A local State Government Minister reacted to these circumstances by shutting down discussion regarding a link between the fires and climate change. The Minister’s justification was that time and resources should not go to “philosophical debate” but instead to practical localized action.

This was not climate change denial. The Minister concerned readily declares her belief in climate change and its human element.

The Minister’s target instead was philosophy. More specifically, her intention was to separate practical localized action from what she viewed to be the less practical and de-localized scope of philosophical discussion.

This Government Minister is not the first public figure to recently denigrate philosophy in order to broadcast a commitment to hyper-local urgencies. The Minister later clarified that she had entirely mistakenly used the word “philosophical” in relation to climate change responses. The debate around climate change wasn’t philosophical at all, she explained. It was more “serious” than that.

Via Stoicism we can respond to these assertions that philosophy occurs outside serious practical action. We can do this by identifying rather than discounting the utility of Stoic philosophy for local climate issues. The Stoic practice in question concerns its outlook that avoids conceptually opposing local from non-local environments.

A Stoic Relevance to Climate Issues? Isn't Stoicism Too Old?

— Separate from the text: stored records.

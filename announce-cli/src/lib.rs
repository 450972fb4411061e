//! announce-cli library - operator commands for the announcement toolkit
//!
//! The binary in `main.rs` only parses arguments, loads settings and wires
//! stdin/stdout into a [`Console`]; everything else lives here so it can be
//! driven from tests with in-memory input and output.

use anyhow::{bail, Context, Result};
use announce_common::db::init_database;
use sqlx::SqlitePool;
use std::path::Path;

pub mod commands;
pub mod console;

pub use commands::Outcome;
pub use console::Console;

/// Open the host database and bring the toolkit tables up to date
///
/// The database belongs to the host application, so a missing file is an
/// error rather than a reason to create an empty one.
pub async fn open_database(db_path: &Path) -> Result<SqlitePool> {
    if !db_path.exists() {
        bail!(
            "Database not found: {}\nSet `database` in config.toml, ANNOUNCE_DATABASE, or pass --database.",
            db_path.display()
        );
    }

    init_database(db_path)
        .await
        .with_context(|| format!("Failed to open database {}", db_path.display()))
}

A Stoic relevance to climate issues is not readily apparent. Themes of environmental sustainability are rare in ancient Stoicism. In an apparent gesture, Seneca laments in his Letters the inundation of the natural habitat by human buildings and opulence. His motivation though is to critique self-indulgence rather than to attend to ecological maintenance.

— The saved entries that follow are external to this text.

//! `post`: author an announcement for one or more audiences

use crate::commands::Outcome;
use crate::Console;
use announce_common::store::announcements::{create_announcement, NewAnnouncement};
use announce_common::store::audiences::find_audiences_by_names;
use announce_common::Error;
use anyhow::Result;
use chrono::NaiveDateTime;
use sqlx::SqlitePool;
use std::collections::BTreeSet;
use std::io::{BufRead, Write};
use uuid::Uuid;

#[derive(Debug, Clone)]
pub struct PostArgs {
    pub title: String,
    pub content: String,
    pub audiences: Vec<String>,
    pub category: Option<String>,
    pub published_at: Option<NaiveDateTime>,
    pub expires_at: Option<NaiveDateTime>,
}

pub async fn post<R: BufRead, W: Write>(
    pool: &SqlitePool,
    args: PostArgs,
    console: &mut Console<R, W>,
) -> Result<Outcome> {
    let requested: BTreeSet<String> = args.audiences.iter().cloned().collect();
    let names: Vec<String> = requested.iter().cloned().collect();

    let audiences = find_audiences_by_names(pool, &names).await?;
    let found: BTreeSet<&str> = audiences.iter().map(|a| a.name.as_str()).collect();
    let unknown: Vec<&str> = requested
        .iter()
        .map(String::as_str)
        .filter(|name| !found.contains(name))
        .collect();

    if !unknown.is_empty() {
        console.line(format!("Unknown audience(s): {}", unknown.join(", ")))?;
        console.line("Run 'list-audiences' to see the available audiences.")?;
        return Ok(Outcome::Failed);
    }

    let audience_ids: Vec<Uuid> = audiences.iter().map(|a| a.guid).collect();
    let new = NewAnnouncement {
        title: args.title,
        content: args.content,
        category: args.category,
        published_at: args.published_at,
        expires_at: args.expires_at,
    };

    let announcement = match create_announcement(pool, &new, &audience_ids).await {
        Ok(announcement) => announcement,
        Err(Error::InvalidInput(reason)) => {
            console.line(format!("Invalid announcement: {}", reason))?;
            return Ok(Outcome::Failed);
        }
        Err(e) => return Err(e.into()),
    };

    console.line(format!(
        "Posted announcement '{}' ({}) to {} audience(s).",
        announcement.title,
        announcement.guid,
        audience_ids.len()
    ))?;
    Ok(Outcome::Completed)
}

Neither is ancient Stoicism overly interested in the impacts of human diets on ecologies. Carnivorous eating habits are linked in the current era to climate change effects. The odd ancient Stoic such as Musonius Rufus is reported by Stobaeus to refrain from eating much meat. Musonius however is more concerned with living moderately and not “impeding mental activity” than he is with the ecological effects of meat eating.

Indeed in terms of ecological relations, Stoicism’s early proponents often adopt the idea of a chain or ladder of all Being (as propagated by, for example, Aristotle’s scala naturae from his History of Animals). A typical Stoic application of this ladder ranks humans at the top, whereas non-human animals serve us as food or laborers.

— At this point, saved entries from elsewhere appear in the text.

//! Settings loading for the announcement toolkit
//!
//! Every setting is resolved in the same priority order:
//! 1. Command-line argument (highest priority)
//! 2. Environment variable
//! 3. TOML config file
//! 4. Compiled default (fallback)
//!
//! Settings are read once per invocation; nothing is cached between runs.

use crate::{Error, Result};
use serde::Deserialize;
use std::collections::BTreeSet;
use std::path::{Path, PathBuf};

/// Environment variable naming an explicit config file
pub const ENV_CONFIG: &str = "ANNOUNCE_CONFIG";
/// Environment variable overriding the database path
pub const ENV_DATABASE: &str = "ANNOUNCE_DATABASE";
/// Environment variable overriding the user table name
pub const ENV_USER_TABLE: &str = "ANNOUNCE_USER_TABLE";
/// Comma-separated app labels skipped by audience discovery
pub const ENV_EXCLUDE_APPS: &str = "ANNOUNCE_GENERATE_AUDIENCES_EXCLUDE_APPS";
/// Comma-separated table or model names skipped by audience discovery
pub const ENV_EXCLUDE_MODELS: &str = "ANNOUNCE_GENERATE_AUDIENCES_EXCLUDE_MODELS";
/// Environment variable overriding the log level
pub const ENV_LOG_LEVEL: &str = "ANNOUNCE_LOG_LEVEL";

const DEFAULT_USER_TABLE: &str = "users";
const DEFAULT_LOG_LEVEL: &str = "info";

/// Raw contents of `config.toml`
///
/// All keys are optional; a missing key falls through to the compiled default.
#[derive(Debug, Clone, Default, Deserialize)]
#[serde(default)]
pub struct TomlConfig {
    pub database: Option<PathBuf>,
    pub user_table: Option<String>,
    pub generate_audiences: GenerateAudiencesConfig,
    pub logging: LoggingConfig,
}

/// `[generate_audiences]` section
#[derive(Debug, Clone, Default, Deserialize)]
#[serde(default)]
pub struct GenerateAudiencesConfig {
    /// App labels (leading table-name segment) never turned into audiences
    pub exclude_apps: Vec<String>,
    /// Table names or model names never turned into audiences
    pub exclude_models: Vec<String>,
}

/// `[logging]` section
#[derive(Debug, Clone, Default, Deserialize)]
#[serde(default)]
pub struct LoggingConfig {
    pub level: Option<String>,
}

impl TomlConfig {
    /// Parse config file contents
    pub fn parse(content: &str) -> Result<Self> {
        toml::from_str(content).map_err(|e| Error::Config(format!("Invalid config file: {}", e)))
    }

    /// Read and parse a config file
    pub fn load(path: &Path) -> Result<Self> {
        let content = std::fs::read_to_string(path).map_err(|e| {
            Error::Config(format!("Cannot read config file {}: {}", path.display(), e))
        })?;
        Self::parse(&content)
    }
}

/// Values supplied on the command line
#[derive(Debug, Clone, Default)]
pub struct CliOverrides {
    pub config_file: Option<PathBuf>,
    pub database: Option<PathBuf>,
    pub user_table: Option<String>,
}

/// Fully resolved settings for one invocation
#[derive(Debug, Clone, PartialEq)]
pub struct AnnouncementConfig {
    /// SQLite database shared with the host application
    pub database_path: PathBuf,
    /// Host table holding users
    pub user_table: String,
    pub exclude_apps: BTreeSet<String>,
    pub exclude_models: BTreeSet<String>,
    pub log_level: String,
    /// Config file the settings were read from, if any
    pub source: Option<PathBuf>,
}

impl Default for AnnouncementConfig {
    fn default() -> Self {
        Self {
            database_path: default_database_path(),
            user_table: DEFAULT_USER_TABLE.to_string(),
            exclude_apps: BTreeSet::new(),
            exclude_models: BTreeSet::new(),
            log_level: DEFAULT_LOG_LEVEL.to_string(),
            source: None,
        }
    }
}

impl AnnouncementConfig {
    /// Resolve settings from command line, environment, config file and defaults
    ///
    /// Runs before logging is set up; the chosen file is kept in `source`
    /// for the caller to report.
    pub fn load(overrides: &CliOverrides) -> Result<Self> {
        let source = resolve_config_file(overrides.config_file.as_deref());
        let file = match &source {
            Some(path) => TomlConfig::load(path)?,
            None => TomlConfig::default(),
        };

        let mut config = Self::resolve(overrides, file)?;
        config.source = source;
        Ok(config)
    }

    /// Merge an already-parsed config file with environment and command line
    pub fn resolve(overrides: &CliOverrides, file: TomlConfig) -> Result<Self> {
        let database_path = overrides
            .database
            .clone()
            .or_else(|| env_value(ENV_DATABASE).map(PathBuf::from))
            .or(file.database)
            .unwrap_or_else(default_database_path);

        let user_table = overrides
            .user_table
            .clone()
            .or_else(|| env_value(ENV_USER_TABLE))
            .or(file.user_table)
            .unwrap_or_else(|| DEFAULT_USER_TABLE.to_string());

        if !is_valid_identifier(&user_table) {
            return Err(Error::Config(format!(
                "Invalid user table name: {:?}",
                user_table
            )));
        }

        let exclude_apps = env_list(ENV_EXCLUDE_APPS)
            .unwrap_or(file.generate_audiences.exclude_apps)
            .into_iter()
            .collect();

        let exclude_models = env_list(ENV_EXCLUDE_MODELS)
            .unwrap_or(file.generate_audiences.exclude_models)
            .into_iter()
            .collect();

        let log_level = env_value(ENV_LOG_LEVEL)
            .or(file.logging.level)
            .unwrap_or_else(|| DEFAULT_LOG_LEVEL.to_string());

        Ok(Self {
            database_path,
            user_table,
            exclude_apps,
            exclude_models,
            log_level,
            source: None,
        })
    }

    pub fn is_app_excluded(&self, app_label: &str) -> bool {
        self.exclude_apps.contains(app_label)
    }

    /// A model is excluded by either its full table name or its model name
    pub fn is_model_excluded(&self, table: &str, model_name: &str) -> bool {
        self.exclude_models.contains(table) || self.exclude_models.contains(model_name)
    }
}

/// Locate the config file to load, if any
///
/// Explicit path first, then `ANNOUNCE_CONFIG`, then the per-user config
/// directory, then `/etc/announce/config.toml` on Linux. An explicitly named
/// file is returned even when it does not exist so that loading reports it.
pub fn resolve_config_file(explicit: Option<&Path>) -> Option<PathBuf> {
    if let Some(path) = explicit {
        return Some(path.to_path_buf());
    }

    if let Some(path) = env_value(ENV_CONFIG) {
        return Some(PathBuf::from(path));
    }

    let user_config = dirs::config_dir().map(|d| d.join("announce").join("config.toml"));
    if let Some(path) = user_config {
        if path.exists() {
            return Some(path);
        }
    }

    if cfg!(target_os = "linux") {
        let system_config = PathBuf::from("/etc/announce/config.toml");
        if system_config.exists() {
            return Some(system_config);
        }
    }

    None
}

/// OS-dependent default database location
pub fn default_database_path() -> PathBuf {
    dirs::data_local_dir()
        .map(|d| d.join("announce"))
        .unwrap_or_else(|| PathBuf::from("./announce_data"))
        .join("announce.db")
}

/// Plain SQL identifier: letters, digits and underscores only
pub fn is_valid_identifier(name: &str) -> bool {
    !name.is_empty()
        && name.len() < 100
        && name.chars().all(|c| c.is_ascii_alphanumeric() || c == '_')
        && !name.starts_with(|c: char| c.is_ascii_digit())
}

fn env_value(name: &str) -> Option<String> {
    std::env::var(name)
        .ok()
        .map(|v| v.trim().to_string())
        .filter(|v| !v.is_empty())
}

/// Comma-separated list; a set-but-empty variable clears the list
fn env_list(name: &str) -> Option<Vec<String>> {
    std::env::var(name).ok().map(|raw| {
        raw.split(',')
            .map(str::trim)
            .filter(|s| !s.is_empty())
            .map(str::to_string)
            .collect()
    })
}

#[cfg(test)]
mod tests {
    use super::*;

    #[test]
    fn test_parse_full_config() {
        let file = TomlConfig::parse(
            r#"
            database = "/srv/app/db.sqlite3"
            user_table = "auth_user"

            [generate_audiences]
            exclude_apps = ["audit"]
            exclude_models = ["shop_cart", "session"]

            [logging]
            level = "debug"
            "#,
        )
        .unwrap();

        assert_eq!(file.database, Some(PathBuf::from("/srv/app/db.sqlite3")));
        assert_eq!(file.user_table.as_deref(), Some("auth_user"));
        assert_eq!(file.generate_audiences.exclude_apps, vec!["audit"]);
        assert_eq!(file.generate_audiences.exclude_models.len(), 2);
        assert_eq!(file.logging.level.as_deref(), Some("debug"));
    }

    #[test]
    fn test_parse_empty_config_uses_defaults() {
        let file = TomlConfig::parse("").unwrap();
        assert!(file.database.is_none());
        assert!(file.generate_audiences.exclude_apps.is_empty());
    }

    #[test]
    fn test_parse_malformed_config() {
        let err = TomlConfig::parse("user_table = [").unwrap_err();
        assert!(matches!(err, Error::Config(_)));
    }

    #[test]
    fn test_identifier_validation() {
        assert!(is_valid_identifier("users"));
        assert!(is_valid_identifier("auth_user"));
        assert!(!is_valid_identifier(""));
        assert!(!is_valid_identifier("users; DROP TABLE x"));
        assert!(!is_valid_identifier("1users"));
        assert!(!is_valid_identifier("user-table"));
    }

    #[test]
    fn test_model_exclusion_matches_table_or_model() {
        let config = AnnouncementConfig {
            exclude_models: ["shop_order".to_string(), "comment".to_string()]
                .into_iter()
                .collect(),
            ..AnnouncementConfig::default()
        };

        assert!(config.is_model_excluded("shop_order", "order"));
        assert!(config.is_model_excluded("blog_comment", "comment"));
        assert!(!config.is_model_excluded("blog_post", "post"));
    }

    #[test]
    fn test_default_database_path_is_named() {
        let path = default_database_path();
        assert_eq!(path.file_name().unwrap(), "announce.db");
    }
}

These points do not therefore easily evidence a contribution to current climate themes from ancient Stoicism. Recent commentaries though from Christopher Gill, William Stephens, and Kai Whiting recognize how Stoic notions of virtue and rationality extend human responsibilities beyond purely human relationships to our connections with the rest of the ecological realm.

From this kind of impetus I here want to explore how ancient Stoic philosophy might inform our climate change responses via Stoicism's dual commitments that (i) philosophy is the practice of a particular appreciation of change, and that (ii) we must look at our local environments from a universal perspective.

Practice and Change

Philosophy for the Stoics firstly is a practical act. This counters the Australian Minister’s distinction of philosophy from practical action. As Marcus Aurelius famously declares in Meditations, evoking imperatives from Seneca and Epictetus, philosophy means quitting our mental deliberations about what constitutes a good person and instead just being that person!

We can only be that person for the Stoics if we live in a way which appreciates that change is inevitable. The Athenian founders of Stoicism posit that change is the world’s basic condition. Later Roman Stoicisms assert that to be fearful of change is ridiculous because we are each change ourselves. Our bodies, our lives, and everything around us, came into being because of changing matter, change every moment, and will change significantly when “perishing”.

You might be wondering how this philosophy of universal change can help us with climate change issues. Might such a perspective conversely even hinder climate action? If we are Stoically not bothered by any change because we believe such transition simply reflects the world’s fundamental state, are we less likely to be concerned about a changing climate?

The Stoics would not endorse such passivity. Instead they demand that our practices should actively reflect our appreciation of the interconnectedness of all that changes. This will alter what we believe are the restricted limits of our local environment.

View the Local through the Cosmic

Modern environmental perspectives highlight how emissions in one country can damage the entire planet. The physical world is one. Climate science here presents somewhat of a match with the position in Stoic physics that the whole universe is, as Marcus describes, “meshed together”. Marcus on this point develops an original Stoic principle in which Zeno of Citium declares that all bodies in the universe are connected by their common substance. There is, in this monistic sense, simply one worldly body.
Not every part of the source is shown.